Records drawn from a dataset
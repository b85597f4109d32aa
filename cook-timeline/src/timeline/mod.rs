//! Cook timeline builder.
//!
//! [`build_cook_timeline`] turns a meal and its recipes into one unified,
//! backward-scheduled timeline: every recipe's last step ends exactly at the
//! serve instant, and all steps from all recipes are bucketed by their
//! rounded distance from the earliest step.
//!
//! # Pipeline
//!
//! ```text
//! TimelineInput
//!   │  resolve::resolve_serve_at          serve instant (+ estimate flag)
//!   ▼
//! per recipe: schedule_recipe             backward walk, last step first
//!   │  resolve::resolve_duration          per-step duration (+ estimate flag)
//!   ▼
//! flat Vec<ScheduledStep>, sorted by start
//!   │  assign_start_offsets               round5 from the earliest start
//!   ▼
//! group_by_offset                         BTreeMap<offset, steps>
//!   ▼
//! TimelineResult
//! ```
//!
//! # Design decisions
//!
//! | Topic | Choice |
//! |---|---|
//! | State | None – a pure function of its input, safe to call concurrently |
//! | Input | Borrowed; each recipe is sorted in a local `Vec<&Step>` |
//! | Recipe cursors | Independent – recipes never share a cursor |
//! | Rounding | Integer milliseconds, round half toward +∞, clamped ≥ 0 |
//! | Group order | `BTreeMap` keyed by offset – deterministic |
//!
//! `t_minus_min` and `start_offset_min` are two separate rounding passes.
//! The baseline for `start_offset_min` is only known once every recipe has
//! been scheduled, so it cannot be derived from `t_minus_min`.
//!
//! # Example
//! ```rust
//! use chrono::{TimeZone, Utc};
//! use cook_timeline::step::{Meal, Recipe, Step, TimelineInput};
//! use cook_timeline::timeline::build_cook_timeline;
//!
//! let serve_at = Utc.with_ymd_and_hms(2025, 1, 1, 19, 0, 0).unwrap();
//! let input = TimelineInput {
//!     meal: Meal { id: "m1".into(), title: "Dinner".into(), serve_at: Some(serve_at) },
//!     recipes: vec![Recipe {
//!         id: "r1".into(),
//!         title: "Rice".into(),
//!         steps: vec![Step { id: "s1".into(), order: 1, duration_min: Some(20), ..Default::default() }],
//!     }],
//!     now: serve_at,
//! };
//!
//! let timeline = build_cook_timeline(&input);
//! assert_eq!(timeline.steps[0].end_time, serve_at);
//! assert_eq!(timeline.steps[0].t_minus_min, 20);
//! ```

pub mod follow;
pub mod resolve;
pub mod rounding;

pub use follow::FollowAlong;

use std::collections::BTreeMap;

use chrono::{DateTime, Utc};
use tracing::{debug, info, warn};

use crate::step::{Recipe, ScheduledStep, Step, TimelineGroup, TimelineInput, TimelineResult};

use resolve::{resolve_duration, resolve_serve_at};
use rounding::{minus_minutes, round5_between};

// ── Public entry point ────────────────────────────────────────────────────────

/// Build the cook timeline for one meal.
///
/// Total over its input: missing durations and a missing serve time are
/// filled with policy defaults and flagged, never reported as errors.
/// Identical input always produces identical output.
pub fn build_cook_timeline(input: &TimelineInput) -> TimelineResult {
    let serve = resolve_serve_at(input.meal.serve_at, input.now);

    if let Some(lead) = serve.estimated_lead_min {
        warn!(
            meal = %input.meal.id,
            lead_min = lead,
            serve_at = %serve.at,
            "meal has no serve time, estimating from now"
        );
    }

    // ── Backward pass, one recipe at a time ───────────────────────────────────
    let mut steps: Vec<ScheduledStep> = Vec::new();
    for recipe in &input.recipes {
        schedule_recipe(recipe, serve.at, &mut steps);
    }

    // Stable: ties keep the order they were emitted in.
    steps.sort_by_key(|s| s.start_time);

    // ── Offsets and buckets ───────────────────────────────────────────────────
    let baseline = steps.first().map(|s| s.start_time).unwrap_or(serve.at);
    assign_start_offsets(&mut steps, baseline);
    let groups = group_by_offset(&steps);

    info!(
        meal = %input.meal.id,
        recipe_count = input.recipes.len(),
        step_count = steps.len(),
        group_count = groups.len(),
        serve_at = %serve.at,
        serve_at_is_estimated = serve.is_estimated(),
        "cook timeline built"
    );

    TimelineResult {
        serve_at: serve.at,
        serve_at_is_estimated: serve.is_estimated(),
        estimated_serve_in_min: serve.estimated_lead_min,
        steps,
        groups,
    }
}

// ─────────────────────────────────────────────────────────────────────────────
// Backward scheduler
// ─────────────────────────────────────────────────────────────────────────────

/// Schedule one recipe backward from `serve_at`, appending to `out`.
///
/// Steps are emitted last-first.  Each step ends where the following one
/// starts, and the highest-`order` step ends exactly at `serve_at`.
/// Start instants clamp at the earliest representable instant.
fn schedule_recipe(recipe: &Recipe, serve_at: DateTime<Utc>, out: &mut Vec<ScheduledStep>) {
    if recipe.steps.is_empty() {
        debug!(recipe = %recipe.id, "recipe has no steps, nothing to schedule");
        return;
    }

    let mut sorted: Vec<&Step> = recipe.steps.iter().collect();
    sorted.sort_by_key(|s| s.order);

    let mut cursor = serve_at;

    for step in sorted.into_iter().rev() {
        let (duration_min, is_estimated_duration) = resolve_duration(step);
        let end_time = cursor;
        let start_time = minus_minutes(end_time, duration_min);
        let t_minus_min = round5_between(start_time, serve_at).max(0);

        if is_estimated_duration {
            debug!(
                recipe = %recipe.id,
                step = %step.id,
                active_type = %step.active_type,
                duration_min,
                "step has no duration, using default"
            );
        }

        debug!(
            recipe = %recipe.id,
            step = %step.id,
            order = step.order,
            start = %start_time,
            end = %end_time,
            t_minus_min,
            "step scheduled"
        );

        out.push(ScheduledStep {
            id: format!("{}:{}", recipe.id, step.id),
            recipe_id: recipe.id.clone(),
            recipe_title: recipe.title.clone(),
            step_id: step.id.clone(),
            order: step.order,
            instruction: step.instruction.clone(),
            active_type: step.active_type,
            can_pause: step.can_pause,
            equipment_used: step.equipment_used.clone(),
            temperature: step.temperature,
            duration_min,
            is_estimated_duration,
            start_time,
            end_time,
            t_minus_min,
            start_offset_min: 0,
        });

        cursor = start_time;
    }
}

// ─────────────────────────────────────────────────────────────────────────────
// Offsets and grouping
// ─────────────────────────────────────────────────────────────────────────────

/// Set `start_offset_min` on every step relative to `baseline`.
fn assign_start_offsets(steps: &mut [ScheduledStep], baseline: DateTime<Utc>) {
    for step in steps.iter_mut() {
        step.start_offset_min = round5_between(baseline, step.start_time).max(0);
    }
}

/// Bucket steps by `start_offset_min`.
///
/// `steps` must already be sorted by start instant; each bucket keeps that
/// order.  Buckets come out ascending by offset.
fn group_by_offset(steps: &[ScheduledStep]) -> Vec<TimelineGroup> {
    let mut buckets: BTreeMap<i64, Vec<ScheduledStep>> = BTreeMap::new();
    for step in steps {
        buckets
            .entry(step.start_offset_min)
            .or_default()
            .push(step.clone());
    }

    buckets
        .into_iter()
        .map(|(start_offset_min, steps)| TimelineGroup {
            start_offset_min,
            label: format!("{start_offset_min} min"),
            steps,
        })
        .collect()
}

// ── Tests ─────────────────────────────────────────────────────────────────────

→ What is required:
Transcribe every line of the data, exactly as it stands.

→ Answer to the exercise:
repository b85597f4109d32aa
filename cook-timeline/src/timeline/mod.rs
//! Cook timeline builder.
//!
//! [`build_cook_timeline`] turns a meal and its recipes into one unified,
//! backward-scheduled timeline: every recipe's last step ends exactly at the
//! serve instant, and all steps from all recipes are bucketed by their
//! rounded distance from the earliest step.
//!
//! # Pipeline
//!
//! ```text
//! TimelineInput
//!   │  resolve::resolve_serve_at          serve instant (+ estimate flag)
//!   ▼
//! per recipe: schedule_recipe             backward walk, last step first
//!   │  resolve::resolve_duration          per-step duration (+ estimate flag)
//!   ▼
//! flat Vec<ScheduledStep>, sorted by start
//!   │  assign_start_offsets               round5 from the earliest start
//!   ▼
//! group_by_offset                         BTreeMap<offset, steps>
//!   ▼
//! TimelineResult
//! ```
//!
//! # Design decisions
//!
//! | Topic | Choice |
//! |---|---|
//! | State | None – a pure function of its input, safe to call concurrently |
//! | Input | Borrowed; each recipe is sorted in a local `Vec<&Step>` |
//! | Recipe cursors | Independent – recipes never share a cursor |
//! | Rounding | Integer milliseconds, round half toward +∞, clamped ≥ 0 |
//! | Group order | `BTreeMap` keyed by offset – deterministic |
//!
//! `t_minus_min` and `start_offset_min` are two separate rounding passes.
//! The baseline for `start_offset_min` is only known once every recipe has
//! been scheduled, so it cannot be derived from `t_minus_min`.
//!
//! # Example
//! ```rust
//! use chrono::{TimeZone, Utc};
//! use cook_timeline::step::{Meal, Recipe, Step, TimelineInput};
//! use cook_timeline::timeline::build_cook_timeline;
//!
//! let serve_at = Utc.with_ymd_and_hms(2025, 1, 1, 19, 0, 0).unwrap();
//! let input = TimelineInput {
//!     meal: Meal { id: "m1".into(), title: "Dinner".into(), serve_at: Some(serve_at) },
//!     recipes: vec![Recipe {
//!         id: "r1".into(),
//!         title: "Rice".into(),
//!         steps: vec![Step { id: "s1".into(), order: 1, duration_min: Some(20), ..Default::default() }],
//!     }],
//!     now: serve_at,
//! };
//!
//! let timeline = build_cook_timeline(&input);
//! assert_eq!(timeline.steps[0].end_time, serve_at);
//! assert_eq!(timeline.steps[0].t_minus_min, 20);
//! ```

pub mod follow;
pub mod resolve;
pub mod rounding;

pub use follow::FollowAlong;

use std::collections::BTreeMap;

use chrono::{DateTime, Utc};
use tracing::{debug, info, warn};

use crate::step::{Recipe, ScheduledStep, Step, TimelineGroup, TimelineInput, TimelineResult};

use resolve::{resolve_duration, resolve_serve_at};
use rounding::{minus_minutes, round5_between};

// ── Public entry point ────────────────────────────────────────────────────────

/// Build the cook timeline for one meal.
///
/// Total over its input: missing durations and a missing serve time are
/// filled with policy defaults and flagged, never reported as errors.
/// Identical input always produces identical output.
pub fn build_cook_timeline(input: &TimelineInput) -> TimelineResult {
    let serve = resolve_serve_at(input.meal.serve_at, input.now);

    if let Some(lead) = serve.estimated_lead_min {
        warn!(
            meal = %input.meal.id,
            lead_min = lead,
            serve_at = %serve.at,
            "meal has no serve time, estimating from now"
        );
    }

    // ── Backward pass, one recipe at a time ───────────────────────────────────
    let mut steps: Vec<ScheduledStep> = Vec::new();
    for recipe in &input.recipes {
        schedule_recipe(recipe, serve.at, &mut steps);
    }

    // Stable: ties keep the order they were emitted in.
    steps.sort_by_key(|s| s.start_time);

    // ── Offsets and buckets ───────────────────────────────────────────────────
    let baseline = steps.first().map(|s| s.start_time).unwrap_or(serve.at);
    assign_start_offsets(&mut steps, baseline);
    let groups = group_by_offset(&steps);

    info!(
        meal = %input.meal.id,
        recipe_count = input.recipes.len(),
        step_count = steps.len(),
        group_count = groups.len(),
        serve_at = %serve.at,
        serve_at_is_estimated = serve.is_estimated(),
        "cook timeline built"
    );

    TimelineResult {
        serve_at: serve.at,
        serve_at_is_estimated: serve.is_estimated(),
        estimated_serve_in_min: serve.estimated_lead_min,
        steps,
        groups,
    }
}

// ─────────────────────────────────────────────────────────────────────────────
// Backward scheduler
// ─────────────────────────────────────────────────────────────────────────────

/// Schedule one recipe backward from `serve_at`, appending to `out`.
///
/// Steps are emitted last-first.  Each step ends where the following one
/// starts, and the highest-`order` step ends exactly at `serve_at`.
/// Start instants clamp at the earliest representable instant.
fn schedule_recipe(recipe: &Recipe, serve_at: DateTime<Utc>, out: &mut Vec<ScheduledStep>) {
    if recipe.steps.is_empty() {
        debug!(recipe = %recipe.id, "recipe has no steps, nothing to schedule");
        return;
    }

    let mut sorted: Vec<&Step> = recipe.steps.iter().collect();
    sorted.sort_by_key(|s| s.order);

    let mut cursor = serve_at;

    for step in sorted.into_iter().rev() {
        let (duration_min, is_estimated_duration) = resolve_duration(step);
        let end_time = cursor;
        let start_time = minus_minutes(end_time, duration_min);
        let t_minus_min = round5_between(start_time, serve_at).max(0);

        if is_estimated_duration {
            debug!(
                recipe = %recipe.id,
                step = %step.id,
                active_type = %step.active_type,
                duration_min,
                "step has no duration, using default"
            );
        }

        debug!(
            recipe = %recipe.id,
            step = %step.id,
            order = step.order,
            start = %start_time,
            end = %end_time,
            t_minus_min,
            "step scheduled"
        );

        out.push(ScheduledStep {
            id: format!("{}:{}", recipe.id, step.id),
            recipe_id: recipe.id.clone(),
            recipe_title: recipe.title.clone(),
            step_id: step.id.clone(),
            order: step.order,
            instruction: step.instruction.clone(),
            active_type: step.active_type,
            can_pause: step.can_pause,
            equipment_used: step.equipment_used.clone(),
            temperature: step.temperature,
            duration_min,
            is_estimated_duration,
            start_time,
            end_time,
            t_minus_min,
            start_offset_min: 0,
        });

        cursor = start_time;
    }
}

// ─────────────────────────────────────────────────────────────────────────────
// Offsets and grouping
// ─────────────────────────────────────────────────────────────────────────────

/// Set `start_offset_min` on every step relative to `baseline`.
fn assign_start_offsets(steps: &mut [ScheduledStep], baseline: DateTime<Utc>) {
    for step in steps.iter_mut() {
        step.start_offset_min = round5_between(baseline, step.start_time).max(0);
    }
}

/// Bucket steps by `start_offset_min`.
///
/// `steps` must already be sorted by start instant; each bucket keeps that
/// order.  Buckets come out ascending by offset.
fn group_by_offset(steps: &[ScheduledStep]) -> Vec<TimelineGroup> {
    let mut buckets: BTreeMap<i64, Vec<ScheduledStep>> = BTreeMap::new();
    for step in steps {
        buckets
            .entry(step.start_offset_min)
            .or_default()
            .push(step.clone());
    }

    buckets
        .into_iter()
        .map(|(start_offset_min, steps)| TimelineGroup {
            start_offset_min,
            label: format!("{start_offset_min} min"),
            steps,
        })
        .collect()
}

// ── Tests ─────────────────────────────────────────────────────────────────────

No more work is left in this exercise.